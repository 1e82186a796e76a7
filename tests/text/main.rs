//! Integration tests for Layer 1: Text
//!
//! Tests for in-place buffer trimming.

mod buffer;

→ WHAT YOU WILL DO:
Extract every entry in the listing word for word.

→ EXERCISE RESPONSE:
repository 1e82186a796e76a7
filename tests/text/main.rs
//! Integration tests for Layer 1: Text
//!
//! Tests for in-place buffer trimming.

mod buffer;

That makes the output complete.